• [Problem to solve] What is needed is each line of the data below that holds the string "Inventory".

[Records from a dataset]
....
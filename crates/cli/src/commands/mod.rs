//! Command implementations
//!
//! Each command is a clap `Args` struct with a `run` method taking the
//! [`Session`](crate::Session). Errors bubble up as `anyhow::Error`; the
//! binary turns them into exit code 1.

mod blueprint;
mod delete;
mod docs;
mod validate;

pub use blueprint::{AdvancedBlueprintArgs, BlueprintArgs};
pub use delete::ForceDeleteArgs;
pub use docs::{ApiDocsArgs, DocsArgs};
pub use validate::ValidateArgs;

use anyhow::{Result, bail};
use blueprint_codegen::generator::discover_modules;
use blueprint_core::naming;
use colored::Colorize;

use crate::Session;

/// Modules selected by an optional name and `--all`
fn select_modules(session: &Session, module: Option<&str>, all: bool) -> Result<Vec<String>> {
    match (module, all) {
        (Some(_), true) => bail!("Give either a module name or --all, not both"),
        (Some(name), false) => Ok(vec![naming::pascal(name)]),
        (None, true) => Ok(discover_modules(&session.generator_config())),
        (None, false) => bail!("Give a module name or --all"),
    }
}

fn print_warnings(warnings: &[String]) {
    for warning in warnings {
        println!("{} {}", "warning:".yellow().bold(), warning);
    }
}
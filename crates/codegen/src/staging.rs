//! Staged, all-or-nothing file writes
//!
//! A [`Transaction`] collects writes and removals below a root directory.
//! Content is written to a hidden staging directory inside the root first,
//! so nothing visible changes until [`Transaction::commit`]. Commit moves
//! replaced and removed paths aside, renames staged files into place and
//! records every directory it creates. If any step fails, everything done
//! so far is undone in reverse order and the original error is returned.
//!
//! The staging directory lives inside the root so every move is a rename on
//! one filesystem. It is deleted when the transaction is dropped.

use blueprint_core::{EngineError, EngineResult};
use std::fs;
use std::path::{Path, PathBuf};
use tempfile::TempDir;
use tracing::{debug, warn};

/// Prefix of the staging directory created inside the root
pub const STAGING_PREFIX: &str = ".blueprint-staging-";

#[derive(Debug)]
enum Operation {
    Write { staged: PathBuf },
    Remove,
}

#[derive(Debug)]
struct Entry {
    /// Path relative to the root
    rel: PathBuf,
    op: Operation,
}

/// What a commit changed, relative to the root
#[derive(Debug, Clone, Default, PartialEq, Eq)]
pub struct CommitReport {
    pub created: Vec<PathBuf>,
    pub replaced: Vec<PathBuf>,
    pub removed: Vec<PathBuf>,
}

impl CommitReport {
    pub fn total(&self) -> usize {
        self.created.len() + self.replaced.len() + self.removed.len()
    }
}

/// Undo log of a commit in progress
#[derive(Debug, Default)]
struct Journal {
    /// Files moved into place
    written: Vec<PathBuf>,
    /// (original path, backup path) of replaced or removed paths
    backups: Vec<(PathBuf, PathBuf)>,
    /// Directories created, outermost first
    created_dirs: Vec<PathBuf>,
}

impl Journal {
    fn rollback(self) {
        for path in self.written.iter().rev() {
            if let Err(e) = fs::remove_file(path) {
                warn!(path = %path.display(), error = %e, "Rollback could not remove file");
            }
        }
        for (original, backup) in self.backups.iter().rev() {
            if let Err(e) = fs::rename(backup, original) {
                warn!(path = %original.display(), error = %e, "Rollback could not restore path");
            }
        }
        for dir in self.created_dirs.iter().rev() {
            // only empty directories; anything else was not ours
            let _ = fs::remove_dir(dir);
        }
    }
}

// ============================================================================
// Transaction
// ============================================================================

/// A set of staged file operations committed as a whole
#[derive(Debug)]
pub struct Transaction {
    root: PathBuf,
    staging: TempDir,
    entries: Vec<Entry>,
    next_id: usize,
}

impl Transaction {
    /// Start a transaction below `root`, creating it if needed
    pub fn begin(root: &Path) -> EngineResult<Self> {
        fs::create_dir_all(root).map_err(|e| EngineError::DirectoryCreate {
            path: root.to_path_buf(),
            message: e.to_string(),
        })?;
        let staging = tempfile::Builder::new()
            .prefix(STAGING_PREFIX)
            .tempdir_in(root)
            .map_err(|e| EngineError::DirectoryCreate {
                path: root.join(STAGING_PREFIX),
                message: e.to_string(),
            })?;
        debug!(root = %root.display(), staging = %staging.path().display(), "Transaction started");
        Ok(Self {
            root: root.to_path_buf(),
            staging,
            entries: Vec::new(),
            next_id: 0,
        })
    }

    /// Root directory of the transaction
    pub fn root(&self) -> &Path {
        &self.root
    }

    /// Number of staged operations
    pub fn len(&self) -> usize {
        self.entries.len()
    }

    pub fn is_empty(&self) -> bool {
        self.entries.is_empty()
    }

    /// Paths with a staged operation, relative to the root
    pub fn staged_paths(&self) -> Vec<&Path> {
        self.entries.iter().map(|e| e.rel.as_path()).collect()
    }

    /// Stage a file write
    ///
    /// Fails with `OutputExists` when the target exists and `allow_replace`
    /// is false. Staging the same path twice keeps the last content.
    pub fn stage(
        &mut self,
        rel: impl AsRef<Path>,
        content: &str,
        allow_replace: bool,
    ) -> EngineResult<()> {
        let rel = rel.as_ref().to_path_buf();
        let target = self.root.join(&rel);
        if target.exists() && !allow_replace {
            return Err(EngineError::OutputExists(target));
        }

        let staged = self.staging.path().join(format!("{:05}.staged", self.next_id));
        self.next_id += 1;
        fs::write(&staged, content).map_err(|e| EngineError::FileWrite {
            path: staged.clone(),
            message: e.to_string(),
        })?;

        self.entries.retain(|e| e.rel != rel);
        self.entries.push(Entry {
            rel,
            op: Operation::Write { staged },
        });
        Ok(())
    }

    /// Stage the removal of a file or directory tree
    pub fn remove(&mut self, rel: impl AsRef<Path>) -> EngineResult<()> {
        let rel = rel.as_ref().to_path_buf();
        let target = self.root.join(&rel);
        if !target.exists() {
            return Err(EngineError::FileRead {
                path: target,
                message: "path to remove does not exist".to_string(),
            });
        }
        self.entries.retain(|e| e.rel != rel);
        self.entries.push(Entry {
            rel,
            op: Operation::Remove,
        });
        Ok(())
    }

    /// Apply every staged operation, or none of them
    pub fn commit(self) -> EngineResult<CommitReport> {
        let mut journal = Journal::default();
        let mut report = CommitReport::default();

        for (index, entry) in self.entries.iter().enumerate() {
            if let Err(e) = self.apply(index, entry, &mut journal, &mut report) {
                warn!(path = %entry.rel.display(), error = %e, "Commit failed, rolling back");
                journal.rollback();
                return Err(e);
            }
        }

        debug!(
            created = report.created.len(),
            replaced = report.replaced.len(),
            removed = report.removed.len(),
            "Transaction committed"
        );
        Ok(report)
    }

    fn apply(
        &self,
        index: usize,
        entry: &Entry,
        journal: &mut Journal,
        report: &mut CommitReport,
    ) -> EngineResult<()> {
        let target = self.root.join(&entry.rel);

        match &entry.op {
            Operation::Remove => {
                let backup = self.backup_path(index);
                move_path(&target, &backup)?;
                journal.backups.push((target, backup));
                report.removed.push(entry.rel.clone());
            }
            Operation::Write { staged } => {
                if let Some(parent) = target.parent() {
                    create_dirs(parent, journal)?;
                }
                let replaced = target.exists();
                if replaced {
                    let backup = self.backup_path(index);
                    move_path(&target, &backup)?;
                    journal.backups.push((target.clone(), backup));
                }
                move_path(staged, &target)?;
                journal.written.push(target);
                debug!(path = %entry.rel.display(), replaced, "Wrote file");
                if replaced {
                    report.replaced.push(entry.rel.clone());
                } else {
                    report.created.push(entry.rel.clone());
                }
            }
        }
        Ok(())
    }

    fn backup_path(&self, index: usize) -> PathBuf {
        self.staging.path().join(format!("{:05}.backup", index))
    }
}

/// Create `dir` and its missing ancestors, recording each one created
fn create_dirs(dir: &Path, journal: &mut Journal) -> EngineResult<()> {
    let missing: Vec<&Path> = dir.ancestors().take_while(|d| !d.exists()).collect();
    for d in missing.into_iter().rev() {
        fs::create_dir(d).map_err(|e| EngineError::DirectoryCreate {
            path: d.to_path_buf(),
            message: e.to_string(),
        })?;
        journal.created_dirs.push(d.to_path_buf());
    }
    if !dir.is_dir() {
        return Err(EngineError::DirectoryCreate {
            path: dir.to_path_buf(),
            message: "a file is in the way".to_string(),
        });
    }
    Ok(())
}

fn move_path(from: &Path, to: &Path) -> EngineResult<()> {
    fs::rename(from, to).map_err(|e| EngineError::FileWrite {
        path: to.to_path_buf(),
        message: format!("cannot move '{}': {}", from.display(), e),
    })
}

#[cfg(test)]
mod tests {
    use super::*;
    use pretty_assertions::assert_eq;
    use tempfile::tempdir;

    fn leftover_staging(root: &Path) -> bool {
        fs::read_dir(root).unwrap().filter_map(Result::ok).any(|e| {
            e.file_name()
                .to_string_lossy()
                .starts_with(STAGING_PREFIX)
        })
    }

    #[test]
    fn test_nothing_visible_before_commit() {
        let dir = tempdir().unwrap();
        let mut tx = Transaction::begin(dir.path()).unwrap();
        tx.stage("Modules/Inventory/app/Models/Warehouse.php", "<?php", false)
            .unwrap();
        assert!(!dir.path().join("Modules").exists());

        let report = tx.commit().unwrap();
        assert_eq!(report.created.len(), 1);
        assert_eq!(
            fs::read_to_string(dir.path().join("Modules/Inventory/app/Models/Warehouse.php"))
                .unwrap(),
            "<?php"
        );
        assert!(!leftover_staging(dir.path()));
    }

    #[test]
    fn test_existing_file_needs_replace() {
        let dir = tempdir().unwrap();
        fs::write(dir.path().join("composer.json"), "{}").unwrap();

        let mut tx = Transaction::begin(dir.path()).unwrap();
        let err = tx.stage("composer.json", "{\"a\":1}", false).unwrap_err();
        assert!(matches!(err, EngineError::OutputExists(_)));

        tx.stage("composer.json", "{\"a\":1}", true).unwrap();
        let report = tx.commit().unwrap();
        assert_eq!(report.replaced, vec![PathBuf::from("composer.json")]);
        assert_eq!(
            fs::read_to_string(dir.path().join("composer.json")).unwrap(),
            "{\"a\":1}"
        );
    }

    #[test]
    fn test_restaging_keeps_last_content() {
        let dir = tempdir().unwrap();
        let mut tx = Transaction::begin(dir.path()).unwrap();
        tx.stage("a.txt", "one", false).unwrap();
        tx.stage("a.txt", "two", false).unwrap();
        assert_eq!(tx.len(), 1);
        tx.commit().unwrap();
        assert_eq!(fs::read_to_string(dir.path().join("a.txt")).unwrap(), "two");
    }

    #[test]
    fn test_failed_commit_rolls_back() {
        let dir = tempdir().unwrap();
        fs::write(dir.path().join("routes.php"), "original").unwrap();
        fs::write(dir.path().join("blocker"), "file, not a directory").unwrap();

        let mut tx = Transaction::begin(dir.path()).unwrap();
        tx.stage("routes.php", "edited", true).unwrap();
        tx.stage("Modules/Inventory/a.txt", "new", false).unwrap();
        tx.stage("blocker/b.txt", "cannot land", false).unwrap();

        assert!(tx.commit().is_err());

        assert_eq!(
            fs::read_to_string(dir.path().join("routes.php")).unwrap(),
            "original"
        );
        assert!(!dir.path().join("Modules").exists());
        assert_eq!(
            fs::read_to_string(dir.path().join("blocker")).unwrap(),
            "file, not a directory"
        );
        assert!(!leftover_staging(dir.path()));
    }

    #[test]
    fn test_remove_and_rollback_restores_tree() {
        let dir = tempdir().unwrap();
        let module = dir.path().join("Modules/Inventory");
        fs::create_dir_all(module.join("app")).unwrap();
        fs::write(module.join("app/x.php"), "<?php").unwrap();
        fs::write(dir.path().join("blocker"), "").unwrap();

        let mut tx = Transaction::begin(dir.path()).unwrap();
        tx.remove("Modules/Inventory").unwrap();
        tx.stage("blocker/c.txt", "x", false).unwrap();
        assert!(tx.commit().is_err());
        assert!(module.join("app/x.php").exists());

        let mut tx = Transaction::begin(dir.path()).unwrap();
        tx.remove("Modules/Inventory").unwrap();
        let report = tx.commit().unwrap();
        assert_eq!(report.removed, vec![PathBuf::from("Modules/Inventory")]);
        assert!(!module.exists());
    }

    #[test]
    fn test_remove_missing_path_fails() {
        let dir = tempdir().unwrap();
        let mut tx = Transaction::begin(dir.path()).unwrap();
        assert!(tx.remove("Modules/Nope").is_err());
    }
}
....
• [Result of this exercise]
        tx.stage("Modules/Inventory/app/Models/Warehouse.php", "<?php", false)
            fs::read_to_string(dir.path().join("Modules/Inventory/app/Models/Warehouse.php"))
        tx.stage("Modules/Inventory/a.txt", "new", false).unwrap();
        let module = dir.path().join("Modules/Inventory");
        tx.remove("Modules/Inventory").unwrap();
        tx.remove("Modules/Inventory").unwrap();
        assert_eq!(report.removed, vec![PathBuf::from("Modules/Inventory")]);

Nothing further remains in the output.